• Work item: Copy out, unchanged, every line from the start of the records to the line that contains "pub const DEPRECATED: &[&str]", and stop there.

== Source material

//! Static message tables.
//!
//! Placeholders are positional: `{0}` and `{1}`.

use deptherapy_types::Category;

pub const VERSION_CONFLICT: &[&str] = &[
    "{0} is having an identity crisis: it can't decide which major version it wants to be.",
    "{0} keeps introducing itself differently depending on who asks. We call that {1} fatigue.",
    "Part of {0} wants to grow up; the other part of {0} is stuck in the past.",
];

pub const PAIRED_COUPLING: &[&str] = &[
    "{0} and {1} are codependent. They can't go anywhere without each other.",
    "{0} never installs without {1}. Have you considered giving them some space?",
    "Whenever {0} shows up, {1} is right behind. Classic enmeshment.",
];

pub const DEPRECATED: &[&str] = &[
    "{0} has been deprecated, yet you're still holding on. It's time to let go.",
    "You keep texting {0}, but {0} stopped maintaining this relationship years ago.",
    "{0} has moved on. Its maintainers have moved on. Have you?",
];

pub const CYCLE: &[&str] = &[
    "{0} is stuck in a toxic cycle: dependencies that depend on each other in circles.",
    "The dependency tree of {0} keeps coming back to the same argument. Round and round.",
];

pub const PEER_COUNSELING: &[&str] = &[
    "You have {0} peer dependencies. That's a lot of peer pressure.",
    "{0} peer dependencies expect you to bring your own versions. Boundaries are healthy.",
];

/// Templates for a category. Every category has at least one.
pub fn for_category(category: Category) -> &'static [&'static str] {
    match category {
        Category::VersionConflict => VERSION_CONFLICT,
        Category::PairedCoupling => PAIRED_COUPLING,
        Category::Deprecated => DEPRECATED,
        Category::Cycle => CYCLE,
        Category::PeerCounseling => PEER_COUNSELING,
    }
}

/// Decorative lines; at least three so up to three can be drawn without replacement.
pub const BREAKTHROUGHS: &[&str] = &[
    "Breakthrough: {0} finally admitted it has been jealous of {1} all along.",
    "Breakthrough: {0} and {1} agreed to communicate through a stable API.",
    "Breakthrough: {0} realised it doesn't need {1} to feel complete.",
    "Breakthrough: {0} apologised to {1} for that breaking change.",
    "Breakthrough: {0} learned that {1} was only ever a transitive friend.",
];

/// Well-known packages used to fill breakthrough lines.
pub const CELEBRITY_PACKAGES: &[&str] = &[
    "lodash",
    "express",
    "react",
    "chalk",
    "axios",
    "moment",
    "webpack",
    "typescript",
    "jquery",
    "left-pad",
];

/// One advice line per category.
pub fn treatment(category: Category) -> &'static str {
    match category {
        Category::VersionConflict => {
            "Pick one major version per package and align dependencies with devDependencies."
        }
        Category::PairedCoupling => {
            "Keep coupled packages on matching versions and upgrade them together."
        }
        Category::Deprecated => "Replace deprecated packages with maintained alternatives.",
        Category::Cycle => "Break the cycle by extracting shared code into its own package.",
        Category::PeerCounseling => {
            "Document your peer dependencies so consumers know what to bring."
        }
    }
}

/// Generic remediation commands, printed after the advice lines.
pub const PRESCRIPTIONS: &[&str] = &[
    "npm dedupe",
    "npm outdated",
    "npm audit fix",
    "rm -rf node_modules package-lock.json && npm install",
];

pub const MAINTENANCE: &str =
    "No issues detected. Your dependencies are emotionally stable. Come back for a check-up after your next npm install.";
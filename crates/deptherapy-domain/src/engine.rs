use crate::checks;
use crate::model::ManifestModel;
use crate::policy::EffectiveConfig;
use deptherapy_types::Finding;

/// Run the pattern checks over a manifest.
///
/// Findings keep detection order: version conflicts, pairs, deprecated names, peers.
pub fn detect(model: &ManifestModel, cfg: &EffectiveConfig) -> Vec<Finding> {
    let mut findings: Vec<Finding> = Vec::new();

    checks::run_all(model, cfg, &mut findings);

    for f in &findings {
        tracing::trace!(category = %f.category, subject = %f.subject, "finding");
    }
    tracing::debug!(
        dependencies = model.dependencies.len(),
        findings = findings.len(),
        "detection finished"
    );

    findings
}
//! Report composition: turn findings into therapy session text.
//!
//! Randomness is always supplied by the caller so a fixed seed gives a fixed report.

#![forbid(unsafe_code)]

mod compose;
mod model;
pub mod templates;

pub use compose::{breakthrough_count, compose, fill};
pub use model::{Report, SessionInfo};
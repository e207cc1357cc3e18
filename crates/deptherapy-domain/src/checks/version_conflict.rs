use crate::checks::utils::{build_allowlist, is_allowed, major_token};
use crate::model::{DepGroup, ManifestModel};
use crate::policy::EffectiveConfig;
use deptherapy_types::{Category, Finding};
use std::collections::{BTreeMap, BTreeSet};

/// Compare major tokens of the direct and development entries for each package name.
pub fn run(model: &ManifestModel, cfg: &EffectiveConfig, out: &mut Vec<Finding>) {
    let Some(policy) = cfg.check_policy(Category::VersionConflict) else {
        return;
    };
    let allow = build_allowlist(&policy.allow);

    // name -> set of major tokens
    let mut tokens: BTreeMap<&str, BTreeSet<String>> = BTreeMap::new();
    for dep in &model.dependencies {
        if dep.group == DepGroup::Peer {
            continue;
        }
        let token = major_token(&dep.version_range);
        // Tags, paths and git urls carry no comparable major.
        if token.is_empty() {
            continue;
        }
        tokens.entry(dep.name.as_str()).or_default().insert(token);
    }

    for (name, observed) in tokens {
        if observed.len() <= 1 {
            continue;
        }
        if is_allowed(allow.as_ref(), name) {
            continue;
        }
        out.push(Finding::version_conflict(name, observed));
    }
}
use crate::model::{Report, SessionInfo};
use crate::templates;
use deptherapy_types::{Category, Finding};
use rand::Rng;
use rand::seq::IndexedRandom;

pub const MAX_BREAKTHROUGHS: usize = 3;

/// Substitute `{0}`, `{1}`, ... with `args` in order.
pub fn fill(template: &str, args: &[&str]) -> String {
    args.iter()
        .enumerate()
        .fold(template.to_string(), |acc, (i, arg)| {
            acc.replace(&format!("{{{i}}}"), arg)
        })
}

/// How many breakthrough lines a session with `finding_count` findings gets.
pub fn breakthrough_count(finding_count: usize) -> usize {
    finding_count.min(MAX_BREAKTHROUGHS)
}

/// Compose the session report. Cannot fail.
pub fn compose<R: Rng + ?Sized>(
    findings: &[Finding],
    session: &SessionInfo,
    rng: &mut R,
) -> Report {
    let mut lines = vec![
        "=== Dependency Therapy Session ===".to_string(),
        format!("Patient: {}", session.patient_name),
        format!(
            "Dependencies: {} total ({} dev)",
            session.total_deps, session.dev_deps
        ),
        String::new(),
    ];

    if findings.is_empty() {
        lines.push(templates::MAINTENANCE.to_string());
        return Report {
            lines,
            finding_count: 0,
        };
    }

    lines.push("Diagnosis:".to_string());
    for finding in findings {
        lines.push(format!("  - {}", diagnose(finding, rng)));
    }

    lines.push(String::new());
    lines.push("Breakthroughs:".to_string());
    let picked: Vec<&str> = templates::BREAKTHROUGHS
        .choose_multiple(rng, breakthrough_count(findings.len()))
        .copied()
        .collect();
    for template in picked {
        let a = pick(templates::CELEBRITY_PACKAGES, rng);
        let b = pick(templates::CELEBRITY_PACKAGES, rng);
        lines.push(format!("  * {}", fill(template, &[a, b])));
    }

    lines.push(String::new());
    lines.push("Treatment plan:".to_string());
    let mut seen: Vec<Category> = Vec::new();
    for finding in findings {
        if seen.contains(&finding.category) {
            continue;
        }
        seen.push(finding.category);
        lines.push(format!(
            "  - [{}] {}",
            finding.category.code(),
            templates::treatment(finding.category)
        ));
    }

    lines.push(String::new());
    lines.push("Prescriptions:".to_string());
    for cmd in templates::PRESCRIPTIONS {
        lines.push(format!("  $ {cmd}"));
    }

    Report {
        lines,
        finding_count: findings.len(),
    }
}

fn diagnose<R: Rng + ?Sized>(finding: &Finding, rng: &mut R) -> String {
    let template = pick(templates::for_category(finding.category), rng);
    let subject = finding.subject.as_str();
    match finding.category {
        Category::VersionConflict => {
            let text = fill(template, &[subject, subject]);
            if finding.observed_versions.is_empty() {
                text
            } else {
                let majors: Vec<&str> = finding
                    .observed_versions
                    .iter()
                    .map(String::as_str)
                    .collect();
                format!("{text} (majors: {})", majors.join(", "))
            }
        }
        Category::PairedCoupling => {
            let related = finding.related.as_deref().unwrap_or(subject);
            fill(template, &[subject, related])
        }
        Category::Deprecated | Category::Cycle => fill(template, &[subject, subject]),
        Category::PeerCounseling => {
            let count = finding.count.unwrap_or(0).to_string();
            fill(template, &[count.as_str(), count.as_str()])
        }
    }
}

fn pick<R: Rng + ?Sized>(pool: &[&'static str], rng: &mut R) -> &'static str {
    pool.choose(rng).copied().unwrap_or_default()
}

====

• Response area:
//! Static message tables.
//!
//! Placeholders are positional: `{0}` and `{1}`.

use deptherapy_types::Category;

pub const VERSION_CONFLICT: &[&str] = &[
    "{0} is having an identity crisis: it can't decide which major version it wants to be.",
    "{0} keeps introducing itself differently depending on who asks. We call that {1} fatigue.",
    "Part of {0} wants to grow up; the other part of {0} is stuck in the past.",
];

pub const PAIRED_COUPLING: &[&str] = &[
    "{0} and {1} are codependent. They can't go anywhere without each other.",
    "{0} never installs without {1}. Have you considered giving them some space?",
    "Whenever {0} shows up, {1} is right behind. Classic enmeshment.",
];

pub const DEPRECATED: &[&str] = &[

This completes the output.